If there is a handler for this exception, the program may be safely continued.
Edit:
Here is my code for running function:
buffer_t output_buf = { 0 };
//// The host pointers point to the start of the image data:
buffer_t buf = { 0 };
buf.host = (uint8_t *)data; // Might also need const_cast
float * output = new float[width * height * 4];
output_buf.host = (uint8_t*)(output);
// // If the buffer doesn't start at (0, 0), then assign mins
output_buf.extent[0] = buf.extent[0] = width; // In elements, not bytes
output_buf.extent[1] = buf.extent[1] = height; // In elements, not bytes
output_buf.extent[2] = buf.extent[2] = 3; // Assuming RGBA
// // No need to assign additional extents as they were init'ed to zero above
output_buf.stride[0] = buf.stride[0] = 4; // RGBA interleaved
output_buf.stride[1] = buf.stride[1] = width * 4; // Assuming no line padding
output_buf.stride[2] = buf.stride[2] = 1; // Channel interleaved
output_buf.elem_size = buf.elem_size = sizeof(float);
// Run the pipeline
int error = m_gammaFunction(&buf, params[0], params[1], params[2], params[3], params[4] > 0.5 ? true : false, &output_buf);
if (error) {
printf("Halide returned an error: %d\n", error);
return -1;
}
memcpy(output, data, size * sizeof(float));
can anyone help me with it?
Edit:
Thanks to #KhouriGiordano I found out what I was doing wrong. Indeed I switched from AOT compiling to this code.

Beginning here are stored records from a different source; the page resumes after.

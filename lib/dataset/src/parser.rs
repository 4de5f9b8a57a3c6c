use clusterx_core::{Record, Result};
use std::fs::File;
use std::io::{BufRead, BufReader};
use std::path::Path;
use tracing::{debug, info, warn};

/// Characters that separate features on a line, besides whitespace
const DELIMITERS: [char; 3] = [',', ';', ':'];

/// Records read from a delimited text source
#[derive(Debug, Clone, Default)]
pub struct ParsedDataset {
    pub records: Vec<Record>,
    /// Numeric plus categorical features per record
    pub feature_count: usize,
    /// Lines dropped because their schema differed from the first line
    pub skipped: usize,
    /// File name, when read from a path
    pub source_name: Option<String>,
}

impl ParsedDataset {
    pub fn len(&self) -> usize {
        self.records.len()
    }

    pub fn is_empty(&self) -> bool {
        self.records.is_empty()
    }

    pub fn into_records(self) -> Vec<Record> {
        self.records
    }
}

/// Reads one record per line from comma, semicolon, colon, tab or
/// whitespace separated text.
///
/// Tokens that parse as a finite `f64` become numeric features, everything
/// else is categorical. Non-finite values are accepted only in the exact
/// spellings `NaN` and `Infinity` (optionally signed); `nan`, `inf` and
/// similar tokens stay categorical. The first record fixes the schema; later lines with a
/// different numeric/categorical split are skipped. Reading stops at the
/// first empty line.
#[derive(Debug, Clone, Copy, Default)]
pub struct DelimitedParser;

impl DelimitedParser {
    pub fn new() -> Self {
        Self
    }

    /// Split a single line into a record
    pub fn parse_line(&self, line: &str) -> Record {
        let mut numeric = Vec::new();
        let mut categorical = Vec::new();

        for token in line
            .split(|c: char| c.is_whitespace() || DELIMITERS.contains(&c))
            .filter(|t| !t.is_empty())
        {
            match parse_number(token) {
                Some(value) => numeric.push(value),
                None => categorical.push(token.to_string()),
            }
        }

        Record::new(line, numeric, categorical)
    }

    pub fn read<R: BufRead>(&self, reader: R) -> Result<ParsedDataset> {
        let mut records: Vec<Record> = Vec::new();
        let mut skipped = 0;

        for (index, line) in reader.lines().enumerate() {
            let line = line?;
            let line = line.trim_end_matches('\r');
            if line.is_empty() {
                debug!(line = index + 1, "empty line, stopping");
                break;
            }

            let record = self.parse_line(line);
            if let Some(first) = records.first() {
                if !first.same_schema(&record) {
                    warn!(
                        line = index + 1,
                        numeric = record.num_numeric(),
                        categorical = record.num_categorical(),
                        expected_numeric = first.num_numeric(),
                        expected_categorical = first.num_categorical(),
                        "skipping line with mismatched features"
                    );
                    skipped += 1;
                    continue;
                }
            }
            records.push(record);
        }

        let feature_count = records.first().map_or(0, Record::num_features);
        info!(records = records.len(), features = feature_count, skipped, "parsed dataset");

        Ok(ParsedDataset {
            records,
            feature_count,
            skipped,
            source_name: None,
        })
    }

    /// Open and read a file
    pub fn read_path<P: AsRef<Path>>(&self, path: P) -> Result<ParsedDataset> {
        let path = path.as_ref();
        let file = File::open(path)?;
        let mut dataset = self.read(BufReader::new(file))?;
        dataset.source_name = path.file_name().map(|n| n.to_string_lossy().into_owned());
        Ok(dataset)
    }
}

/// Parse a numeric token, rejecting `f64`'s lenient non-finite spellings
fn parse_number(token: &str) -> Option<f64> {
    let value = token.parse::<f64>().ok()?;
    if value.is_finite() {
        return Some(value);
    }
    let unsigned = token.strip_prefix(['+', '-']).unwrap_or(token);
    matches!(unsigned, "NaN" | "Infinity").then_some(value)
}

#[cfg(test)]
mod tests {
    use super::*;
    use std::io::{Cursor, Write};

    const YEAST: &str = "ADT1_YEAST  0.58  0.61  0.47  0.13  0.50  0.00  0.48  0.22  MIT\n\
                         ADT2_YEAST  0.43  0.67  0.48  0.27  0.50  0.00  0.53  0.22  MIT\n\
                         ADT3_YEAST  0.64  0.62  0.49  0.15  0.50  0.00  0.53  0.22  MIT\n";

    #[test]
    fn test_parse_numeric_line() {
        let record = DelimitedParser::new().parse_line("5.1,3.5,1.4,0.2");
        assert_eq!(record.numeric(), &[5.1, 3.5, 1.4, 0.2]);
        assert_eq!(record.num_categorical(), 0);
        assert_eq!(record.original_text(), "5.1,3.5,1.4,0.2");
    }

    #[test]
    fn test_parse_runs_of_whitespace() {
        let record = DelimitedParser::new().parse_line("0.49  0.29  0.48  0.50  0.56  0.24  0.35");
        assert_eq!(record.num_features(), 7);
        assert_eq!(record.num_numeric(), 7);
    }

    #[test]
    fn test_parse_mixed_line() {
        let record = DelimitedParser::new()
            .parse_line("ADT1_YEAST  0.58  0.61  0.47  0.13  0.50  0.00  0.48  0.22  MIT");
        assert_eq!(record.num_numeric(), 8);
        assert_eq!(record.categorical(), &["ADT1_YEAST".to_string(), "MIT".to_string()]);
    }

    #[test]
    fn test_parse_non_finite_tokens() {
        let record = DelimitedParser::new().parse_line("1.5 nan inf Inf infinity 1e999");
        assert_eq!(record.numeric(), &[1.5]);
        assert_eq!(record.categorical(), &["nan", "inf", "Inf", "infinity", "1e999"]);

        let record = DelimitedParser::new().parse_line("NaN,-Infinity,+Infinity,MIT");
        assert_eq!(record.num_numeric(), 3);
        assert!(record.numeric_at(0).is_nan());
        assert_eq!(record.numeric_at(1), f64::NEG_INFINITY);
        assert_eq!(record.numeric_at(2), f64::INFINITY);
        assert_eq!(record.categorical(), &["MIT".to_string()]);
    }

    #[test]
    fn test_parse_all_delimiters() {
        let record = DelimitedParser::new().parse_line("1;2:3\t4, 5 x");
        assert_eq!(record.numeric(), &[1.0, 2.0, 3.0, 4.0, 5.0]);
        assert_eq!(record.categorical(), &["x".to_string()]);
    }

    #[test]
    fn test_read_dataset() {
        let dataset = DelimitedParser::new().read(Cursor::new(YEAST)).unwrap();
        assert_eq!(dataset.len(), 3);
        assert_eq!(dataset.feature_count, 10);
        assert_eq!(dataset.skipped, 0);
        assert!(dataset.source_name.is_none());
    }

    #[test]
    fn test_read_stops_at_empty_line() {
        let input = "1,2\n3,4\n\n5,6\n";
        let dataset = DelimitedParser::new().read(Cursor::new(input)).unwrap();
        assert_eq!(dataset.len(), 2);
    }

    #[test]
    fn test_read_skips_mismatched_rows() {
        // Same total width but a different numeric/categorical split
        let input = "1,2,a\n3,4\n5,6,b\nc,7,d\n";
        let dataset = DelimitedParser::new().read(Cursor::new(input)).unwrap();
        assert_eq!(dataset.len(), 2);
        assert_eq!(dataset.skipped, 2);
        assert_eq!(dataset.feature_count, 3);
    }

    #[test]
    fn test_read_crlf() {
        let dataset = DelimitedParser::new().read(Cursor::new("1,2\r\n3,4\r\n")).unwrap();
        assert_eq!(dataset.len(), 2);
        assert_eq!(dataset.records[1].original_text(), "3,4");
    }

    #[test]
    fn test_read_empty_input() {
        let dataset = DelimitedParser::new().read(Cursor::new("")).unwrap();
        assert!(dataset.is_empty());
        assert_eq!(dataset.feature_count, 0);
    }

    #[test]
    fn test_read_path() {
        let dir = tempfile::tempdir().unwrap();
        let path = dir.path().join("yeast.data");
        let mut file = File::create(&path).unwrap();
        file.write_all(YEAST.as_bytes()).unwrap();
        drop(file);

        let dataset = DelimitedParser::new().read_path(&path).unwrap();
        assert_eq!(dataset.len(), 3);
        assert_eq!(dataset.source_name.as_deref(), Some("yeast.data"));
    }

    #[test]
    fn test_read_missing_path() {
        let dir = tempfile::tempdir().unwrap();
        let err = DelimitedParser::new()
            .read_path(dir.path().join("missing.data"))
            .unwrap_err();
        assert!(matches!(err, clusterx_core::Error::Io(_)));
    }
}
//! # ClusterX Similarity
//!
//! Pluggable distance metrics for mixed numeric/categorical records.
//!
//! ## Features
//!
//! - **DistanceMetric**: Trait every metric implements; algorithms only see this
//! - **EuclideanDistance**: Numeric squared differences plus squared edit
//!   distances between categorical values at the same position
//! - **MetricRegistry**: Name → constructor mapping used to select a metric at runtime
//!
//! ## Example
//!
//! ```rust
//! use clusterx_core::Record;
//! use clusterx_similarity::{DistanceMetric, MetricRegistry};
//!
//! let registry = MetricRegistry::with_defaults();
//! let metric = registry.create("euclidean").unwrap();
//!
//! let a = Record::new("4,MIT", vec![4.0], vec!["MIT".to_string()]);
//! let b = Record::new("2,NIV", vec![2.0], vec!["NIV".to_string()]);
//! let d = metric.measure(&a, &b);
//! assert!((d - 8f64.sqrt()).abs() < 1e-12);
//! ```

pub mod distance;
pub mod metric;
pub mod registry;

pub use distance::{edit_distance, squared_euclidean};
pub use metric::{DistanceMetric, EuclideanDistance};
pub use registry::{MetricFactory, MetricRegistry};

So now my code looks like that:
class GammaOperator
{
public:
GammaOperator();
int realize(buffer_t * input, float params[], buffer_t * output, int width);
private:
HalideFloat m_key;
HalideFloat m_sat;
HalideFloat m_clampMax;
HalideFloat m_clampMin;
HalideBool m_cS;
Halide::ImageParam m_img;
Halide::Var x, y, c;
Halide::Func m_gamma;
};
GammaOperator::GammaOperator()
: m_img( Halide::type_of<float>(), 3)
{
Halide::Expr w = (1.f + 1.6774f) * pow(m_key.get(), 0.9925f) / (1.f + 1.6774f * pow(m_key.get(), 0.9925f));
Halide::Expr sat = Halide::select(m_cS, m_sat, w);
Halide::Expr luminance = m_img(x, y, 0) * 0.072186f + m_img(x, y, 1) * 0.715158f + m_img(x, y, 2) * 0.212656f;
Halide::Expr ldr_lum = (luminance - m_clampMin) / (m_clampMax - m_clampMin);
ldr_lum = Halide::clamp(ldr_lum, 0.f, 1.f);
ldr_lum = Halide::pow(ldr_lum, m_key);
Halide::Expr imLum = m_img(x, y, c) / luminance;
imLum = Halide::pow(imLum, sat) * ldr_lum;
imLum = Halide::clamp(imLum, 0.f, 1.f);
m_gamma(x, y, c) = imLum;
}
int GammaOperator::realize(buffer_t * input, float params[], buffer_t * output, int width)
{
m_img.set(Halide::Buffer(Halide::type_of<float>(), input));
m_img.set_stride(0, 4);
m_img.set_stride(1, width * 4);
m_img.set_stride(2, 4);
// algorytm
m_gamma.vectorize(x, 16).parallel(y);
//params[0], params[1], params[2], params[3], params[4] > 0.5 ? true : false
//{ img, key, sat, clampMax, clampMin, cS };
m_key.set(params[0]);
m_sat.set(params[1]);
m_clampMax.set(params[2]);
m_clampMin.set(params[3]);
m_cS.set(params[4] > 0.5f ? true : false);
//// kompilacja
m_gamma.realize(Halide::Buffer(Halide::type_of<float>(), output));
return 0;
}
and i use it like that:
buffer_t output_buf = { 0 };
//// The host pointers point to the start of the image data:
buffer_t buf = { 0 };
buf.host = (uint8_t *)data; // Might also need const_cast
float * output = new float[width * height * 4];
output_buf.host = (uint8_t*)(output);
// // If the buffer doesn't start at (0, 0), then assign mins
output_buf.extent[0] = buf.extent[0] = width; // In elements, not bytes
output_buf.extent[1] = buf.extent[1] = height; // In elements, not bytes
output_buf.extent[2] = buf.extent[2] = 4; // Assuming RGBA
// // No need to assign additional extents as they were init'ed to zero above
output_buf.stride[0] = buf.stride[0] = 4; // RGBA interleaved
output_buf.stride[1] = buf.stride[1] = width * 4; // Assuming no line padding
output_buf.stride[2] = buf.stride[2] = 1; // Channel interleaved
output_buf.elem_size = buf.elem_size = sizeof(float);
// Run the pipeline
int error = s_gamma->realize(&buf, params, &output_buf, width);
but it is still crashing on m_gamma.realize function with info in console:
Error: Constraint violated: f0.stride.0 (4) == 1 (1)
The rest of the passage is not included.